When Recruiting Is a 'Growth Business'

14.04.2011

The recent $13.1-million acquisition of some assets of Omnifrio Beverage Co. is being positioned by Primo Water as potentially transformative because it allows Primo to offer "hydration stations" that can provide a range of carbonated beverages in single portions, as well as purified water. Castaneda says the company thinks of it as "Keurig for cold," comparing the carbonated-beverage delivery -- using an Omnifrido CO2 cannister in each water machine -- with the wildly successful single-cup Keurig coffee service.

The prospects for rapid growth remind Castaneda of his days at Blue Rhino. "It was an environment where there was a lot of risk, and a lot of uncertainty. I loved that environment," he says. "You were cutting a new path," and growing all the time.

But it hadn't always been that way in his career.
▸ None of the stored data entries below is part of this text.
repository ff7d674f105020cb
use folio_models::{
    contact::{ContactFormInput, ContactMessage, ContactValidationErrors},
    l10n::{Language, Localized},
};

use crate::{ContactSubmitError, ContactSubmitOutcome};

#[derive(Debug, Clone, Copy, Default, PartialEq, Eq, Hash)]
pub enum ContactFormState {
    #[default]
    Idle,
    Submitting,
    /// The last submission failed. The form keeps its values and can be
    /// submitted again.
    Failed,
}

const SUBMIT_LABEL: Localized<&str> = Localized::new("Send Message", "Отправить Сообщение");
const SENDING_LABEL: Localized<&str> = Localized::new("Sending...", "Отправка...");

/// The contact form as seen by the visitor.
///
/// Errors are only shown after the first attempt to submit. From then on
/// the page re-validates every field the visitor changes.
#[derive(Debug, Clone, Default, PartialEq, Eq)]
pub struct ContactForm {
    input: ContactFormInput,
    errors: ContactValidationErrors,
    state: ContactFormState,
    show_errors: bool,
}

impl ContactForm {
    pub fn new(input: ContactFormInput) -> Self {
        Self {
            input,
            ..Default::default()
        }
    }

    pub fn input(&self) -> &ContactFormInput {
        &self.input
    }

    pub fn errors(&self) -> &ContactValidationErrors {
        &self.errors
    }

    pub fn state(&self) -> ContactFormState {
        self.state
    }

    pub fn is_submitting(&self) -> bool {
        self.state == ContactFormState::Submitting
    }

    /// Whether the visitor already tried to submit this form. Sending a
    /// message resets the flag together with the fields.
    pub fn errors_shown(&self) -> bool {
        self.show_errors
    }

    /// Validate the form and enter the `submitting` state.
    pub fn begin_submit(&mut self) -> Result<ContactMessage, ContactSubmitError> {
        if self.is_submitting() {
            return Err(ContactSubmitError::AlreadySubmitting);
        }

        self.show_errors = true;
        match self.input.validate() {
            Ok(message) => {
                self.errors = ContactValidationErrors::default();
                self.state = ContactFormState::Submitting;
                Ok(message)
            }
            Err(errors) => {
                self.errors = errors.clone();
                Err(ContactSubmitError::Invalid(errors))
            }
        }
    }

    /// Leave the `submitting` state. A sent message resets the form.
    pub fn finish_submit(&mut self, outcome: ContactSubmitOutcome) {
        match outcome {
            ContactSubmitOutcome::Sent => *self = Self::default(),
            ContactSubmitOutcome::Rejected | ContactSubmitOutcome::Failed => {
                self.state = ContactFormState::Failed
            }
        }
    }

    /// Label of the submit button.
    pub fn submit_label(&self, language: Language) -> &'static str {
        if self.is_submitting() {
            Self::sending_label(language)
        } else {
            *SUBMIT_LABEL.get(language)
        }
    }

    /// Label of the submit button while a submission is in flight.
    pub fn sending_label(language: Language) -> &'static str {
        *SENDING_LABEL.get(language)
    }
}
After starting in public accounting, with Deloitte, he started in corporate finance by working with private energy companies, and there learned about different workplace models. At entrepreneurial companies "everybody I'd worked with was self-motivated," while in other places he found that "If the work was light, they just worked slower."
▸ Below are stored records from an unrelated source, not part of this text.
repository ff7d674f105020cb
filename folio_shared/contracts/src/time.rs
use chrono::{DateTime, Utc};

#[cfg_attr(feature = "mock", mockall::automock)]
pub trait TimeService: Send + Sync + 'static {
    /// Returns the current time.
    fn now(&self) -> DateTime<Utc>;
}

#[cfg(feature = "mock")]
impl MockTimeService {
    pub fn with_now(mut self, time: DateTime<Utc>) -> Self {
        self.expect_now().once().return_const(time);
        self
    }
}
A lesson that he learned as a manager: "You've got to set people up for success." It's an approach he tries to take as the finance department expands at Primo Water, with Accounting Principals' help.

There's a sense in the finance department that the Omnifrido acquisition "opens a much bigger market," the CFO says. And more and more, among the employees being hired, it puts the emphasis on one of the eight Primo Water values in particular: innovation.